Collected data:
-*-

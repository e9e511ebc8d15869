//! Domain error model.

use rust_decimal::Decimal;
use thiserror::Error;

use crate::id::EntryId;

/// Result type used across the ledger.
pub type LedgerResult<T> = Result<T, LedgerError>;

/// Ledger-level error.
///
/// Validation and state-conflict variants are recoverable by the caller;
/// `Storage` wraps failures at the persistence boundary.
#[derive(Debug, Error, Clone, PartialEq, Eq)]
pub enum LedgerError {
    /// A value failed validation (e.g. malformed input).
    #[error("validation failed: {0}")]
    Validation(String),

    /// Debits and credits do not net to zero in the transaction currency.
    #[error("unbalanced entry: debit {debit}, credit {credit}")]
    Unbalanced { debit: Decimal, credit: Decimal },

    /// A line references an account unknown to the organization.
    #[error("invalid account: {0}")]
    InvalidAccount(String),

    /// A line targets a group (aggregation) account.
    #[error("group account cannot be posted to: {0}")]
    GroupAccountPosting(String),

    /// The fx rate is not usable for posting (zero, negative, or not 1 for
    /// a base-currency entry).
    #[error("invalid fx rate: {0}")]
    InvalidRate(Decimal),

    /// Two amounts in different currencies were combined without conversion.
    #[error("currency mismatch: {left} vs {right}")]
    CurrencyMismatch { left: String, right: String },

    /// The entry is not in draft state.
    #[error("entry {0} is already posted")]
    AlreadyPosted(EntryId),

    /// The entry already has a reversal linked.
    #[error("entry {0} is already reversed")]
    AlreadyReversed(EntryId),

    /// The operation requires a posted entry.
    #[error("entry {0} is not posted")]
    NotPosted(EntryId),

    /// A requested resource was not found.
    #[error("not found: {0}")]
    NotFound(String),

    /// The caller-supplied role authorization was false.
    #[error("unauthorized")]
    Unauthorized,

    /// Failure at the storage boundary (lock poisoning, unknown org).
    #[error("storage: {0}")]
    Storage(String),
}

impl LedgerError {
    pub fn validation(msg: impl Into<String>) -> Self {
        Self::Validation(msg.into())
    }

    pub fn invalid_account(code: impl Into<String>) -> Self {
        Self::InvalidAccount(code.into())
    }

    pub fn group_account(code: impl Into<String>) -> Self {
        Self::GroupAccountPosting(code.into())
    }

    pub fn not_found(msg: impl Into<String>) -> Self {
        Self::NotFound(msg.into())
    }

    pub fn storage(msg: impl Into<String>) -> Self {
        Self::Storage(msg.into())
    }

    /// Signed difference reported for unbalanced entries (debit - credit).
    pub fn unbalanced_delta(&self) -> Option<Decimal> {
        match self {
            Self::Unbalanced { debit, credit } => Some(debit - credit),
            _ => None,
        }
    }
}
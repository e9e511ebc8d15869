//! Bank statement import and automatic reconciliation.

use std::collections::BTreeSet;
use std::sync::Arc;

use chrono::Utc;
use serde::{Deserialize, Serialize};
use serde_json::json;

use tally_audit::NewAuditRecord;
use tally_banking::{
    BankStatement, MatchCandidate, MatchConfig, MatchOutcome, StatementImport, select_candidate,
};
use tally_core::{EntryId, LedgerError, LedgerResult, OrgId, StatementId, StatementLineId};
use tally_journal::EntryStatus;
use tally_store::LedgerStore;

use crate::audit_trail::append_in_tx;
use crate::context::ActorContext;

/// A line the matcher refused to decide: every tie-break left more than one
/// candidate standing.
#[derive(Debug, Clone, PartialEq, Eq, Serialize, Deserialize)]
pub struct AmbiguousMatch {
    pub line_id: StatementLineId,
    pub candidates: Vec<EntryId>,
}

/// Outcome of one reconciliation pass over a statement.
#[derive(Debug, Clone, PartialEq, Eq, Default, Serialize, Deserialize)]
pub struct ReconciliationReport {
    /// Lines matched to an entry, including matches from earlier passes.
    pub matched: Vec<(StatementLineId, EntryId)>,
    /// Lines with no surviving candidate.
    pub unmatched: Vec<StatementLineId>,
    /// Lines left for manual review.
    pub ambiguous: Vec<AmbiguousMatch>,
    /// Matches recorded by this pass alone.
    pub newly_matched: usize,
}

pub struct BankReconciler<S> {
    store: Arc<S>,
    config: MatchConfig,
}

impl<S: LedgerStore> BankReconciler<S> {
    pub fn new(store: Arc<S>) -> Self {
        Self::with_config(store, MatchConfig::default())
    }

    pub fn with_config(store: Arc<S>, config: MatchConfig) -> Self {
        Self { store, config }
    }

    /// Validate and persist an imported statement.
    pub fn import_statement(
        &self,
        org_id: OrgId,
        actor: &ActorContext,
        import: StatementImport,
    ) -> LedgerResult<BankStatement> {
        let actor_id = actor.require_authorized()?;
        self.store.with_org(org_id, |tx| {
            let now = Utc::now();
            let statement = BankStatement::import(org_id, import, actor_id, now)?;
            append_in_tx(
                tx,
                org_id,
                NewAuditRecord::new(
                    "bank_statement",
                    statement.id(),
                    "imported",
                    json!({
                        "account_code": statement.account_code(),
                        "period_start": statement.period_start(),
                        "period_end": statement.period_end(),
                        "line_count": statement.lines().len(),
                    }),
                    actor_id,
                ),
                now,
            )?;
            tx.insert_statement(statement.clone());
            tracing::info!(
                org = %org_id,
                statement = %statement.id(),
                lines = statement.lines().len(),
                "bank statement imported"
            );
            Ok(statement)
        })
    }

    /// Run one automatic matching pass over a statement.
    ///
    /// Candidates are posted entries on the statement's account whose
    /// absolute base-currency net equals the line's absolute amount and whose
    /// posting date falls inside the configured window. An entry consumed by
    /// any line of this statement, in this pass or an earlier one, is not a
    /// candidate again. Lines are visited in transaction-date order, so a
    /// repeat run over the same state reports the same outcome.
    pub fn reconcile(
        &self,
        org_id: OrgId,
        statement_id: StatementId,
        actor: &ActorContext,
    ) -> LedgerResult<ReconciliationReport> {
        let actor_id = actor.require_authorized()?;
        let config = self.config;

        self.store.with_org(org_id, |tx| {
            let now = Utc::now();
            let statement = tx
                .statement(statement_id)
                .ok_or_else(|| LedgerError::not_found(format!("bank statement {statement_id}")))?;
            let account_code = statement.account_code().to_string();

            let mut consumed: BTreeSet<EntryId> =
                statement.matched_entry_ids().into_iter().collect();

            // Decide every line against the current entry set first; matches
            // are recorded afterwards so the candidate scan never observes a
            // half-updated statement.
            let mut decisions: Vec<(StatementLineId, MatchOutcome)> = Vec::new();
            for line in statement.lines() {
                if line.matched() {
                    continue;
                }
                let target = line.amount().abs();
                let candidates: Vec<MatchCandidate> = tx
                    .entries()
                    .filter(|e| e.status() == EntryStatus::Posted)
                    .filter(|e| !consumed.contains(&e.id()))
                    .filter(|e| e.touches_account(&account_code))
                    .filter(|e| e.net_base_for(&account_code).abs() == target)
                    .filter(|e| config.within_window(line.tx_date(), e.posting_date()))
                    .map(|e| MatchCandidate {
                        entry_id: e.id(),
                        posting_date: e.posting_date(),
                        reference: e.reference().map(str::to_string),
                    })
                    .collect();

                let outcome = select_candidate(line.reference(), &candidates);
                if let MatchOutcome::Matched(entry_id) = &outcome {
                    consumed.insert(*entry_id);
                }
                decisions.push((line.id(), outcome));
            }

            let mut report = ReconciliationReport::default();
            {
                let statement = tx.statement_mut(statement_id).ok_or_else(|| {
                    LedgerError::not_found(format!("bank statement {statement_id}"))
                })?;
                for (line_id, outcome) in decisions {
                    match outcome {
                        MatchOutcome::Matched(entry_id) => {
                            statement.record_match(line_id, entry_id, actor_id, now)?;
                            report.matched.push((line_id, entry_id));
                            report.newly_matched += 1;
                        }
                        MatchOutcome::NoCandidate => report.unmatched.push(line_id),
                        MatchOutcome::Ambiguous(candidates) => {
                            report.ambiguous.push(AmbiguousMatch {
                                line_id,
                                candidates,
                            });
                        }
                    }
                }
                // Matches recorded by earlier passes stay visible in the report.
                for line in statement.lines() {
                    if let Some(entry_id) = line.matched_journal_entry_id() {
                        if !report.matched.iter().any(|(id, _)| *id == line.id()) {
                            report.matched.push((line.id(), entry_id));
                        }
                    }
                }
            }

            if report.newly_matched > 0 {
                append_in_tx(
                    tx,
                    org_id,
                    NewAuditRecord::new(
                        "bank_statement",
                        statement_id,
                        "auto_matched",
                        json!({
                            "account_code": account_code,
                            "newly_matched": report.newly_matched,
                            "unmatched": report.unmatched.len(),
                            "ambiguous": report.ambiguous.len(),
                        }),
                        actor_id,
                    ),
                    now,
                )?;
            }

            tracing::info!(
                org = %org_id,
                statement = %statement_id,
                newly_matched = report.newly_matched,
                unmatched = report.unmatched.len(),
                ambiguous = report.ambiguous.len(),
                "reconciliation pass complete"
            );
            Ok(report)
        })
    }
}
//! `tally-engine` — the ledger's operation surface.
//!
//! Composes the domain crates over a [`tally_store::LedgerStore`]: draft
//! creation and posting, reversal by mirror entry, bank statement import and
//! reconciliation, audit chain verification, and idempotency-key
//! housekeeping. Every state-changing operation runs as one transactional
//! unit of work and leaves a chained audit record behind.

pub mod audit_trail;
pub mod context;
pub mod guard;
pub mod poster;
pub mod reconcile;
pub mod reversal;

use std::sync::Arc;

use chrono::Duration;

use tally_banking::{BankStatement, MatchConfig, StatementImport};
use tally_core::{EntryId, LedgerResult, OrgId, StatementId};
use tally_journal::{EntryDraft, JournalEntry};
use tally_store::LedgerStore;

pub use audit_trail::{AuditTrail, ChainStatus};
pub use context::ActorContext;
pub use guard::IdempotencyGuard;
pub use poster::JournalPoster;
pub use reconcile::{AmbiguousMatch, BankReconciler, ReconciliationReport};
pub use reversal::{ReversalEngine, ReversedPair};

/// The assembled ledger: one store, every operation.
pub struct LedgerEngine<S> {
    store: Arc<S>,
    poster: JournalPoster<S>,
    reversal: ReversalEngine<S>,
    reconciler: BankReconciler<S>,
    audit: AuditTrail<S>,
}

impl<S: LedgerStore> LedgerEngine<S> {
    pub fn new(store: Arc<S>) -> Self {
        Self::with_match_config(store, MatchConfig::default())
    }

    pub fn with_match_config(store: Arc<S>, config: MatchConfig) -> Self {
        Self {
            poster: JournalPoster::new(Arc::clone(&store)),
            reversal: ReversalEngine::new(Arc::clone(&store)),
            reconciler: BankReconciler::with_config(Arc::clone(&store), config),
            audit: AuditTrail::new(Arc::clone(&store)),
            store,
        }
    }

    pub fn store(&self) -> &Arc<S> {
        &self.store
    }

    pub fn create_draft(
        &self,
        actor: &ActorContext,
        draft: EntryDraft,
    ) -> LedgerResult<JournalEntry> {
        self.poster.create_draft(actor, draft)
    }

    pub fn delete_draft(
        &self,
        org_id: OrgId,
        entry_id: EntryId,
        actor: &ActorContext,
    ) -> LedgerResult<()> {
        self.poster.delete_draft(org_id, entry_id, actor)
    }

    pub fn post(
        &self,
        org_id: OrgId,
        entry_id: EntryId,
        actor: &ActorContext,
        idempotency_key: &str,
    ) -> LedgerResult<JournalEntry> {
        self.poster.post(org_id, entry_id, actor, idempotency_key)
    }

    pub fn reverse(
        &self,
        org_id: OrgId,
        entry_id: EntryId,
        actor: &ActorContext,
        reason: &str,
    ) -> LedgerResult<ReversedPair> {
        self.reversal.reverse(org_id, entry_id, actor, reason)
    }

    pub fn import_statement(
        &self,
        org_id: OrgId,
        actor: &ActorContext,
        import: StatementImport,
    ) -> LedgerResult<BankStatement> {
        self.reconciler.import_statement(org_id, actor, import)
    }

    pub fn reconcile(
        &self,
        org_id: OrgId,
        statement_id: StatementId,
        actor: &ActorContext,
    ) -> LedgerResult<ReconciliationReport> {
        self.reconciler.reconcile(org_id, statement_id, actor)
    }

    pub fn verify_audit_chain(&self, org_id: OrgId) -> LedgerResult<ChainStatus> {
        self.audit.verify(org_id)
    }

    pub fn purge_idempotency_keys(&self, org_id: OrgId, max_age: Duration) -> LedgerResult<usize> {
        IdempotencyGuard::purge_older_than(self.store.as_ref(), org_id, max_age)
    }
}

-*-

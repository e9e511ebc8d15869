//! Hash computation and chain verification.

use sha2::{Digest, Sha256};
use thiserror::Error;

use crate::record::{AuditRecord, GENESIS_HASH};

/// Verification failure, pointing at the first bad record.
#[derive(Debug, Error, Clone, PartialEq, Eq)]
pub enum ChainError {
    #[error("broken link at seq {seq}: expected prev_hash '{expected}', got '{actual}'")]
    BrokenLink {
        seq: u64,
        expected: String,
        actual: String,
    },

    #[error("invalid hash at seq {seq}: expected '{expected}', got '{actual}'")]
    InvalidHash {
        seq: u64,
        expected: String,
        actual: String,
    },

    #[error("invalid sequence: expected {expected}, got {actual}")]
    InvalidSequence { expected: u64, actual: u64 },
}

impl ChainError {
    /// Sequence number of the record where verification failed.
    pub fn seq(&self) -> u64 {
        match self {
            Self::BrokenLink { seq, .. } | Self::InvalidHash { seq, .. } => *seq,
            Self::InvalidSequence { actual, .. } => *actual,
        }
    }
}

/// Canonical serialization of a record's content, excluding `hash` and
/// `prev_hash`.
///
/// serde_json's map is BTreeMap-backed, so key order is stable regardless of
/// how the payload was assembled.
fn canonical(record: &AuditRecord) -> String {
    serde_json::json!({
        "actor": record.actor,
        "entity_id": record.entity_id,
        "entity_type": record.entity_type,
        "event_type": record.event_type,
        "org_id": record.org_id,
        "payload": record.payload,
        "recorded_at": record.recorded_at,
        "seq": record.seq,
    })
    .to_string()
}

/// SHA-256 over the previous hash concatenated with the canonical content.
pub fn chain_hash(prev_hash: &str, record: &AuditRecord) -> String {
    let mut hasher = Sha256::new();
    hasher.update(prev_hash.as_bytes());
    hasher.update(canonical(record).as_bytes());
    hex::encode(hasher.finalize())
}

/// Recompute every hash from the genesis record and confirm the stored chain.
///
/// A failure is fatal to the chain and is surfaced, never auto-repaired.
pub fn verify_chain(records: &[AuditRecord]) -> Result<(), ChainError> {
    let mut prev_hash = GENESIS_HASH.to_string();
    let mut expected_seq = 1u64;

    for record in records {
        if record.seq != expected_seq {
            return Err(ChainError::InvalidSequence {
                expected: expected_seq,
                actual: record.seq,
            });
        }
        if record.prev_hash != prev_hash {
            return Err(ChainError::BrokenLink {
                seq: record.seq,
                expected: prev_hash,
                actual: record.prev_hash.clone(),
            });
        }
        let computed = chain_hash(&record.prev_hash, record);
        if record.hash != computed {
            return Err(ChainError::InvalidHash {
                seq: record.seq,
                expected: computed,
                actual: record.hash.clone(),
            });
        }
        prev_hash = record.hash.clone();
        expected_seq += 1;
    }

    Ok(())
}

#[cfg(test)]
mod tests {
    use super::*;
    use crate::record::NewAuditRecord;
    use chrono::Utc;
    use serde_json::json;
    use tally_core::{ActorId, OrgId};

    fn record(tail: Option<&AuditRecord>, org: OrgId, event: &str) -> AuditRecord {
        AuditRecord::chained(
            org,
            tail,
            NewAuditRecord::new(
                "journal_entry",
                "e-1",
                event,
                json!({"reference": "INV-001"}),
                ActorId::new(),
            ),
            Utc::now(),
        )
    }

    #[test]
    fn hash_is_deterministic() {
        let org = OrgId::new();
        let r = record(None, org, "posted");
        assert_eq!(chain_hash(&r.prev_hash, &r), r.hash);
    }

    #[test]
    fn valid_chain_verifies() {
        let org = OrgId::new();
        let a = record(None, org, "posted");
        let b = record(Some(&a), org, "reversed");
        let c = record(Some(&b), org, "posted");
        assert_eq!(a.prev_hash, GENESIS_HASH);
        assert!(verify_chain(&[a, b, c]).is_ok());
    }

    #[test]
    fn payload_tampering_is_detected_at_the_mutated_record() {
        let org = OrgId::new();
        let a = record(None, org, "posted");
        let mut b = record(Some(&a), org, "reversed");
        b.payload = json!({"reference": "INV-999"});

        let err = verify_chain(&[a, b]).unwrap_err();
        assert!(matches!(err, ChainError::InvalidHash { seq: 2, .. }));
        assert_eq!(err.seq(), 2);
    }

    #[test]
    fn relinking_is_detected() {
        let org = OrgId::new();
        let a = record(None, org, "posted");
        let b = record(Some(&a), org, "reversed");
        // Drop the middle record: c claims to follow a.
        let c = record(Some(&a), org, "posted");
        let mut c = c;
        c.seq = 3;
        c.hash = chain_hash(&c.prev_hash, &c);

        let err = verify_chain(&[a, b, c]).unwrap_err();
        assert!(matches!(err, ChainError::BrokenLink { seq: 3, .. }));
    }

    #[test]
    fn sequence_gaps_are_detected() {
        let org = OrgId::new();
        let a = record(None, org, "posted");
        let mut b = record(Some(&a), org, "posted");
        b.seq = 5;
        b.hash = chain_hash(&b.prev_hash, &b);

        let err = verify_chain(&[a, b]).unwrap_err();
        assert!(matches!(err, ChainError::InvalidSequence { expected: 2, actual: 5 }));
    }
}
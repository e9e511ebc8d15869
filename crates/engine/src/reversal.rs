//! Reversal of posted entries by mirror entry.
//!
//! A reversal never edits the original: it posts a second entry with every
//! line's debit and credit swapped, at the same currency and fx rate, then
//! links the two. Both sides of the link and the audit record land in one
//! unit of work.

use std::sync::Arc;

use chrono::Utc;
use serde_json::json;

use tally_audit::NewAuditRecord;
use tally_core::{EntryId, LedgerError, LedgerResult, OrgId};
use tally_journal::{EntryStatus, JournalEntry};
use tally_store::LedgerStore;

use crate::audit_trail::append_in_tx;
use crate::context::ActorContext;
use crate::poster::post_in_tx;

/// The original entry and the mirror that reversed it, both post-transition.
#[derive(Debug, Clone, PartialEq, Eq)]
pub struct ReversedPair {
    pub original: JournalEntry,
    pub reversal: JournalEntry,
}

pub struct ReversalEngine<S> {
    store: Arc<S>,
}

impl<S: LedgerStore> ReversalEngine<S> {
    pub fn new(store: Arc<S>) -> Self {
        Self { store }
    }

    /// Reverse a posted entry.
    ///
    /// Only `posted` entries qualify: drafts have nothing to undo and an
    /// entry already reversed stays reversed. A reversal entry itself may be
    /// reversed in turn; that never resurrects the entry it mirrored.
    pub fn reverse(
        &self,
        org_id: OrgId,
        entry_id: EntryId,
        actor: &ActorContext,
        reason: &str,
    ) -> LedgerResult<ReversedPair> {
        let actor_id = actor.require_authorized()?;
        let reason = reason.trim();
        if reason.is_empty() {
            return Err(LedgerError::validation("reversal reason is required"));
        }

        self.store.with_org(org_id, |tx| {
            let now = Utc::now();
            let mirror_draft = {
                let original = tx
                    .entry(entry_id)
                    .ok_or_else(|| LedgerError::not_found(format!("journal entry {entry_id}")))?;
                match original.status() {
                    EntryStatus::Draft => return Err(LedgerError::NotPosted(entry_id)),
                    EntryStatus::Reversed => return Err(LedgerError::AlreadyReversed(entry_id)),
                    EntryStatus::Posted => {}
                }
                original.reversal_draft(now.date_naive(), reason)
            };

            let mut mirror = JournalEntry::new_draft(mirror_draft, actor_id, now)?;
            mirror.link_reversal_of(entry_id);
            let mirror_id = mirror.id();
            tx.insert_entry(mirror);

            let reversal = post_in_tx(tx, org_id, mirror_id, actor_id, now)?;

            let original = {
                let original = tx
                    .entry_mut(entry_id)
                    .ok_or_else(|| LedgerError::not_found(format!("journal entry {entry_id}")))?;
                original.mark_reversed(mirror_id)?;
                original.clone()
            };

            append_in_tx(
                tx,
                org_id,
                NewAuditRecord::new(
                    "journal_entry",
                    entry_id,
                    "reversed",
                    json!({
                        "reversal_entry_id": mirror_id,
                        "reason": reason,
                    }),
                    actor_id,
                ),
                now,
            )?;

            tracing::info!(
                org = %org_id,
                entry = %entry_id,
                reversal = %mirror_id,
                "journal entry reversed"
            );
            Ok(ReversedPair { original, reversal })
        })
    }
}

-*-

__Instructions to follow__:
Where the word "hasher" occurs in a line of the entries above, count that line, and reply with the total only.

__Final answer__:
4